Records for the exercise:

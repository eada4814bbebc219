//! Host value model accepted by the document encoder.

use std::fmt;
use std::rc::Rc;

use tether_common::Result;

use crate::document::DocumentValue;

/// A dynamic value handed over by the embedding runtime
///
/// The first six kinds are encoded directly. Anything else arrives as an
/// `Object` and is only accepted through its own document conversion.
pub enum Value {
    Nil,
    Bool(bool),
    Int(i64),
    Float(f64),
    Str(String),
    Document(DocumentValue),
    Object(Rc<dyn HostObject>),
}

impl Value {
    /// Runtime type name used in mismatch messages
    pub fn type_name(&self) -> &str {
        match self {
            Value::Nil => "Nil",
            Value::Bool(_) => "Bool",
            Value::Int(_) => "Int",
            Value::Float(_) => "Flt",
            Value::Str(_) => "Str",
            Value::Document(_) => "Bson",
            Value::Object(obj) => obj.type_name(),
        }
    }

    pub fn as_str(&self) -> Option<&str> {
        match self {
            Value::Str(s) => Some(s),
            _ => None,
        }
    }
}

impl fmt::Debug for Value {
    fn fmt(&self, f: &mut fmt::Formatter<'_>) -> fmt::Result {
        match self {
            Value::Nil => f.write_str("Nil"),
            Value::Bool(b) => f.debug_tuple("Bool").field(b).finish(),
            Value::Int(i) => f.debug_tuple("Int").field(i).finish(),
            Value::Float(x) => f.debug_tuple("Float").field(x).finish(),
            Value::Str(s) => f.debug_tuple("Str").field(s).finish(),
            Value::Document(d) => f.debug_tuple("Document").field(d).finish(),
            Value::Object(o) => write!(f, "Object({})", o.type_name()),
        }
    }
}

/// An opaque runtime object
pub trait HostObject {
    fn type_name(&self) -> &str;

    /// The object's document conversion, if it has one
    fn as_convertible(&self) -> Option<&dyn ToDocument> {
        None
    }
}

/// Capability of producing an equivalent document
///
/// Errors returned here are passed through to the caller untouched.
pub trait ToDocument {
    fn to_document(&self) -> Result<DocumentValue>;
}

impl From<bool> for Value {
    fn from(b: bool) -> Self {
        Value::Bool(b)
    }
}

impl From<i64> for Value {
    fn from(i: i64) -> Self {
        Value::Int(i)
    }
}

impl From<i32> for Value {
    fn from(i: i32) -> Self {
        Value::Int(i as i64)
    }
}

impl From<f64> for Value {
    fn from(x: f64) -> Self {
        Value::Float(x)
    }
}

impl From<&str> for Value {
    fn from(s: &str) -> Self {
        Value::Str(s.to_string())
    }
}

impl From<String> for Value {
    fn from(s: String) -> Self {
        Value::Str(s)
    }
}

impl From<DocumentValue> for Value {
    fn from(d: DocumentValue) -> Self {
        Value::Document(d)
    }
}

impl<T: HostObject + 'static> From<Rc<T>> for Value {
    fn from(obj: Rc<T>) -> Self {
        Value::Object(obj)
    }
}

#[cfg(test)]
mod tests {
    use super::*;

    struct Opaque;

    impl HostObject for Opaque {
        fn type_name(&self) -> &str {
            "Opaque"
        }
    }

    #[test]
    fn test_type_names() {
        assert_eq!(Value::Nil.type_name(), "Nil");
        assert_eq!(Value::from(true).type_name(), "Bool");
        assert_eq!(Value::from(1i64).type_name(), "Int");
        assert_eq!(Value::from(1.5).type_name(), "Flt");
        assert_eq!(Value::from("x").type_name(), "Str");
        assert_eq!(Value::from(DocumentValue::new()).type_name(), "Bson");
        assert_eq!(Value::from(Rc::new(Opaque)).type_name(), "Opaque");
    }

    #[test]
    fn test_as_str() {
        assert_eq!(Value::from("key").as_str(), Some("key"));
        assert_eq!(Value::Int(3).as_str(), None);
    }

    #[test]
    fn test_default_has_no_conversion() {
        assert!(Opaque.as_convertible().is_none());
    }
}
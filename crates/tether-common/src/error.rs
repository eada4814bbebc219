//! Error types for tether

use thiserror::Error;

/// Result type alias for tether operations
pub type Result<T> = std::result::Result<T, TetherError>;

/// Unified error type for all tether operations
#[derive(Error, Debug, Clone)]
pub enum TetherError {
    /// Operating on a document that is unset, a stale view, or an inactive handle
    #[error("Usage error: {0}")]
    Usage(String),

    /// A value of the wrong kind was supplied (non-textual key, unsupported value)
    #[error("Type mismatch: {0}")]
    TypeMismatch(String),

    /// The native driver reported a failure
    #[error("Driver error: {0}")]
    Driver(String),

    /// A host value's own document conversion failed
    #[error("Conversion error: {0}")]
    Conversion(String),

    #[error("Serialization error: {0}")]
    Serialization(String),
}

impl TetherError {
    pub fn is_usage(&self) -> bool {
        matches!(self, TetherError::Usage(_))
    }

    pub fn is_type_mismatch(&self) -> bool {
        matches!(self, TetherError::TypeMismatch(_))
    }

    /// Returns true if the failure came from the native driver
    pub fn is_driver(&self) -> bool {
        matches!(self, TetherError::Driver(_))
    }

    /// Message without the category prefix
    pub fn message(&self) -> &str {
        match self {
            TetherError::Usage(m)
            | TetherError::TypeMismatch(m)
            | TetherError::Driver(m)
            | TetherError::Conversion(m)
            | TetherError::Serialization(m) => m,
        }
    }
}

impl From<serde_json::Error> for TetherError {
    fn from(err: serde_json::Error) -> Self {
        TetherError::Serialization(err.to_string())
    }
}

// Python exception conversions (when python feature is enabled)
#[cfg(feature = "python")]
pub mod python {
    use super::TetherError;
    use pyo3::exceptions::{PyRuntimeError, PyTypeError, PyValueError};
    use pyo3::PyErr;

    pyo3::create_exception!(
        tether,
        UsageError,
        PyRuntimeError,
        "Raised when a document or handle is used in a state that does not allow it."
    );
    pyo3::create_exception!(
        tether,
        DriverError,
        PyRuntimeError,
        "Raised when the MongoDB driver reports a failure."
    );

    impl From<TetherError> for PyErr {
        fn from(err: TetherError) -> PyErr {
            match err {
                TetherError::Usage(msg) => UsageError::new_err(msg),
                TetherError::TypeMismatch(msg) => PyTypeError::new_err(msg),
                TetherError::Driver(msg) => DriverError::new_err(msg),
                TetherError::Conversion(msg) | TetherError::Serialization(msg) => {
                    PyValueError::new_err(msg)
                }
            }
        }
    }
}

Assignment: Repeat all the entries word for word.

Expected answer:
repository eada4814bbebc219
//! Host value model accepted by the document encoder.

use std::fmt;
use std::rc::Rc;

use tether_common::Result;

use crate::document::DocumentValue;

/// A dynamic value handed over by the embedding runtime
///
/// The first six kinds are encoded directly. Anything else arrives as an
/// `Object` and is only accepted through its own document conversion.
pub enum Value {
    Nil,
    Bool(bool),
    Int(i64),
    Float(f64),
    Str(String),
    Document(DocumentValue),
    Object(Rc<dyn HostObject>),
}

impl Value {
    /// Runtime type name used in mismatch messages
    pub fn type_name(&self) -> &str {
        match self {
            Value::Nil => "Nil",
            Value::Bool(_) => "Bool",
            Value::Int(_) => "Int",
            Value::Float(_) => "Flt",
            Value::Str(_) => "Str",
            Value::Document(_) => "Bson",
            Value::Object(obj) => obj.type_name(),
        }
    }

    pub fn as_str(&self) -> Option<&str> {
        match self {
            Value::Str(s) => Some(s),
            _ => None,
        }
    }
}

impl fmt::Debug for Value {
    fn fmt(&self, f: &mut fmt::Formatter<'_>) -> fmt::Result {
        match self {
            Value::Nil => f.write_str("Nil"),
            Value::Bool(b) => f.debug_tuple("Bool").field(b).finish(),
            Value::Int(i) => f.debug_tuple("Int").field(i).finish(),
            Value::Float(x) => f.debug_tuple("Float").field(x).finish(),
            Value::Str(s) => f.debug_tuple("Str").field(s).finish(),
            Value::Document(d) => f.debug_tuple("Document").field(d).finish(),
            Value::Object(o) => write!(f, "Object({})", o.type_name()),
        }
    }
}

/// An opaque runtime object
pub trait HostObject {
    fn type_name(&self) -> &str;

    /// The object's document conversion, if it has one
    fn as_convertible(&self) -> Option<&dyn ToDocument> {
        None
    }
}

/// Capability of producing an equivalent document
///
/// Errors returned here are passed through to the caller untouched.
pub trait ToDocument {
    fn to_document(&self) -> Result<DocumentValue>;
}

impl From<bool> for Value {
    fn from(b: bool) -> Self {
        Value::Bool(b)
    }
}

impl From<i64> for Value {
    fn from(i: i64) -> Self {
        Value::Int(i)
    }
}

impl From<i32> for Value {
    fn from(i: i32) -> Self {
        Value::Int(i as i64)
    }
}

impl From<f64> for Value {
    fn from(x: f64) -> Self {
        Value::Float(x)
    }
}

impl From<&str> for Value {
    fn from(s: &str) -> Self {
        Value::Str(s.to_string())
    }
}

impl From<String> for Value {
    fn from(s: String) -> Self {
        Value::Str(s)
    }
}

impl From<DocumentValue> for Value {
    fn from(d: DocumentValue) -> Self {
        Value::Document(d)
    }
}

impl<T: HostObject + 'static> From<Rc<T>> for Value {
    fn from(obj: Rc<T>) -> Self {
        Value::Object(obj)
    }
}

#[cfg(test)]
mod tests {
    use super::*;

    struct Opaque;

    impl HostObject for Opaque {
        fn type_name(&self) -> &str {
            "Opaque"
        }
    }

    #[test]
    fn test_type_names() {
        assert_eq!(Value::Nil.type_name(), "Nil");
        assert_eq!(Value::from(true).type_name(), "Bool");
        assert_eq!(Value::from(1i64).type_name(), "Int");
        assert_eq!(Value::from(1.5).type_name(), "Flt");
        assert_eq!(Value::from("x").type_name(), "Str");
        assert_eq!(Value::from(DocumentValue::new()).type_name(), "Bson");
        assert_eq!(Value::from(Rc::new(Opaque)).type_name(), "Opaque");
    }

    #[test]
    fn test_as_str() {
        assert_eq!(Value::from("key").as_str(), Some("key"));
        assert_eq!(Value::Int(3).as_str(), None);
    }

    #[test]
    fn test_default_has_no_conversion() {
        assert!(Opaque.as_convertible().is_none());
    }
}
filename crates/tether-common/src/error.rs
repository eada4814bbebc219
//! Error types for tether

use thiserror::Error;

/// Result type alias for tether operations
pub type Result<T> = std::result::Result<T, TetherError>;

/// Unified error type for all tether operations
#[derive(Error, Debug, Clone)]
pub enum TetherError {
    /// Operating on a document that is unset, a stale view, or an inactive handle
    #[error("Usage error: {0}")]
    Usage(String),

    /// A value of the wrong kind was supplied (non-textual key, unsupported value)
    #[error("Type mismatch: {0}")]
    TypeMismatch(String),

    /// The native driver reported a failure
    #[error("Driver error: {0}")]
    Driver(String),

    /// A host value's own document conversion failed
    #[error("Conversion error: {0}")]
    Conversion(String),

    #[error("Serialization error: {0}")]
    Serialization(String),
}

impl TetherError {
    pub fn is_usage(&self) -> bool {
        matches!(self, TetherError::Usage(_))
    }

    pub fn is_type_mismatch(&self) -> bool {
        matches!(self, TetherError::TypeMismatch(_))
    }

    /// Returns true if the failure came from the native driver
    pub fn is_driver(&self) -> bool {
        matches!(self, TetherError::Driver(_))
    }

    /// Message without the category prefix
    pub fn message(&self) -> &str {
        match self {
            TetherError::Usage(m)
            | TetherError::TypeMismatch(m)
            | TetherError::Driver(m)
            | TetherError::Conversion(m)
            | TetherError::Serialization(m) => m,
        }
    }
}

impl From<serde_json::Error> for TetherError {
    fn from(err: serde_json::Error) -> Self {
        TetherError::Serialization(err.to_string())
    }
}

// Python exception conversions (when python feature is enabled)
#[cfg(feature = "python")]
pub mod python {
    use super::TetherError;
    use pyo3::exceptions::{PyRuntimeError, PyTypeError, PyValueError};
    use pyo3::PyErr;

    pyo3::create_exception!(
        tether,
        UsageError,
        PyRuntimeError,
        "Raised when a document or handle is used in a state that does not allow it."
    );
    pyo3::create_exception!(
        tether,
        DriverError,
        PyRuntimeError,
        "Raised when the MongoDB driver reports a failure."
    );

    impl From<TetherError> for PyErr {
        fn from(err: TetherError) -> PyErr {
            match err {
                TetherError::Usage(msg) => UsageError::new_err(msg),
                TetherError::TypeMismatch(msg) => PyTypeError::new_err(msg),
                TetherError::Driver(msg) => DriverError::new_err(msg),
                TetherError::Conversion(msg) | TetherError::Serialization(msg) => {
                    PyValueError::new_err(msg)
                }
            }
        }
    }
}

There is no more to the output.